President Donald Trump’s “largest-ever” mass deportation has resulted in the arrest of more than 32,000 illegal immigrants in the United States in his first 50 days in office, according to federal homeland security officials.
The Department of Homeland Security and U.S. Immigration and Customs Enforcement promoted the figure in an attempt to justify the Trump administration’s rapid pace of detaining and deporting illegal immigrants, given the “millions and millions” of removals promised in his inauguration speech.
“I want to be clear that the ICE arrests in the first 50 days of President Trump’s administration have outpaced those during the Biden administration,” said Todd Lyons, acting ICE director, on a call with media Wednesday. “As of yesterday, ICE arrests had surpassed all at-large criminal arrests made last year.” “Doubling ICE arrests is just the beginning.”
Of the 32,000 arrests since January 20, 14,111 were convicted felons, 9,980 had pending criminal charges, and the remaining 8,718 had various immigration offenses, which Lyons said meant “they violated U.S. immigration law, which is also a crime.”
Lyons, who was joined on the call by senior DHS and ICE officials, insisted that the aliens arrested are not the same as those targeted by the Biden or Obama administrations.
During the Biden administration’s border crisis, overburdened Border Patrol personnel apprehended and then allowed illegal aliens into the nation without providing court dates. When those individuals eventually followed up with ICE after being resettled in the United States, ICE treated each check-in as an arrest, which officials on the call claimed boosted arrest numbers to appear larger than they were.

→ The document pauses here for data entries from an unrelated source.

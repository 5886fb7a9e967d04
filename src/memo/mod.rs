//! Memoization Module
//!
//! Derives cache keys from call arguments and serves repeated calls from a
//! [`crate::cache::TtlCache`] while the cached result is fresh.

mod key;
mod memoize;
mod serializer;

use std::sync::Arc;

use tokio::sync::Mutex;

pub use key::{CacheKey, KeyPart};
pub use memoize::{memoize, try_memoize, Memoized, Memoizer, Stamped};

/// Memoizer shared between tasks; one lock guards the whole cache so that
/// lookups, inserts and evictions happen as a unit.
pub type SharedMemoizer<R> = Arc<Mutex<Memoizer<R>>>;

“We expect these ICE arrests and removal numbers will only go up as we unleash an agency that has had its hands tied behind its back in the past four years,” Lyons told the audience.
Trump’s deportation promises and the amount of arrests
Trump and Vice President JD Vance have announced plans to arrest and deport up to one million illegal immigrants with criminal records.

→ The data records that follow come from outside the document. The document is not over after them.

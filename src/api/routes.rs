//! API Routes
//!
//! Configures the Axum router with all service endpoints.

use axum::{
    routing::{delete, get},
    Router,
};
use tower_http::{
    cors::{Any, CorsLayer},
    trace::TraceLayer,
};

use super::handlers::{
    clear_cache_handler, delete_handler, health_handler, keys_handler, push_handler,
    read_handler, stats_handler, update_handler, AppState,
};

/// Creates the main router with all endpoints configured.
///
/// # Endpoints
/// - `GET /db/*path` - Read data (memoized)
/// - `POST /db/*path` - Push a child (`?unique=true` rejects duplicates)
/// - `PATCH /db/*path` - Merge-update data
/// - `DELETE /db/*path` - Delete data
/// - `GET /cache/keys` - List cached paths
/// - `DELETE /cache` - Drop all cached reads
/// - `GET /stats` - Cache statistics
/// - `GET /health` - Health check endpoint
pub fn create_router(state: AppState) -> Router {
    let cors = CorsLayer::new()
        .allow_origin(Any)
        .allow_methods(Any)
        .allow_headers(Any);

    Router::new()
        .route(
            "/db/*path",
            get(read_handler)
                .post(push_handler)
                .patch(update_handler)
                .delete(delete_handler),
        )
        .route("/cache", delete(clear_cache_handler))
        .route("/cache/keys", get(keys_handler))
        .route("/stats", get(stats_handler))
        .route("/health", get(health_handler))
        .layer(cors)
        .layer(TraceLayer::new_for_http())
        .with_state(state)
}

On January 20, Trump announced that he will “begin the process of returning millions and millions of criminal aliens back to the places from which they came.”
In addition to criminals, the Trump administration intends to deport people who have already been ordered by a federal immigration judge to leave.
According to a Fox News article from November, around 1.4 million people have been ordered deported and remain in the United States.
Trump’s deportation operation surpassed 2,300 arrests in the first week, reaching almost 5,500 in ten days. It has 32,000 arrests as of Monday.
ICE arrests under former President Joe Biden totaled 500,000 during his four years in office, which is nearly the same number as Trump’s first term.
From 2009 to 2012, former President Barack Obama detained about 1.2 million people, with roughly half of that number arrested during his second administration.
Did Biden deport more people than Trump?
A comparison of figures shows that deportation numbers were greater toward the conclusion of the Biden administration than at the beginning of the Trump administration.
However, the data do not tell the full story. The Biden administration was removing illegal immigrants from the country, mostly those who had recently unlawfully crossed the border, as opposed to illegal aliens staying within the country.
During the last six months of the Biden administration, the DHS increased the amount of removal flights it conducted to remove more illegal immigrants at the border.
Under Trump, illegal border crossings have fallen to their lowest levels since 1967. In February, Border Patrol apprehended fewer than 9,000 non-US citizens along the southern border, compared to around 60,000 arrests each month during Biden’s last months in office.
With fewer illegal aliens crossing the border, Trump has had significantly fewer to deport straight from the border, allowing him to focus on catching and removing those within the nation.
Trump’s Deportation Promise and Challenges
A shortage of resources is preventing arrests from increasing, according to White House border czar Tom Homan, who spoke with the Atlantic and confessed he is personally “not happy” with the amount of arrests.
According to the report, the Trump administration removed Caleb Vitello, the acting director of ICE, after only a few weeks on the job owing to worries that arrests and deportations were not being completed quickly enough.
The administration is still counting on 2024 funding levels for ICE to conduct a significantly larger operation than in 2024, when Biden removed 271,000 immigrants, principally at the border, from the United States.
“[DHS] Secretary [Kristi] Noem has also called on Congress to act and get us the funding that the department needs to make sure we are targeting arresting and detaining these individuals who are in this country illegally,” according to a DHS official who participated in the conversation.
A stopgap funding plan to keep the government open through September cleared the House this week and is now awaiting a vote in the Senate. It would increase ICE’s funding to roughly $10 billion to assist with deportations.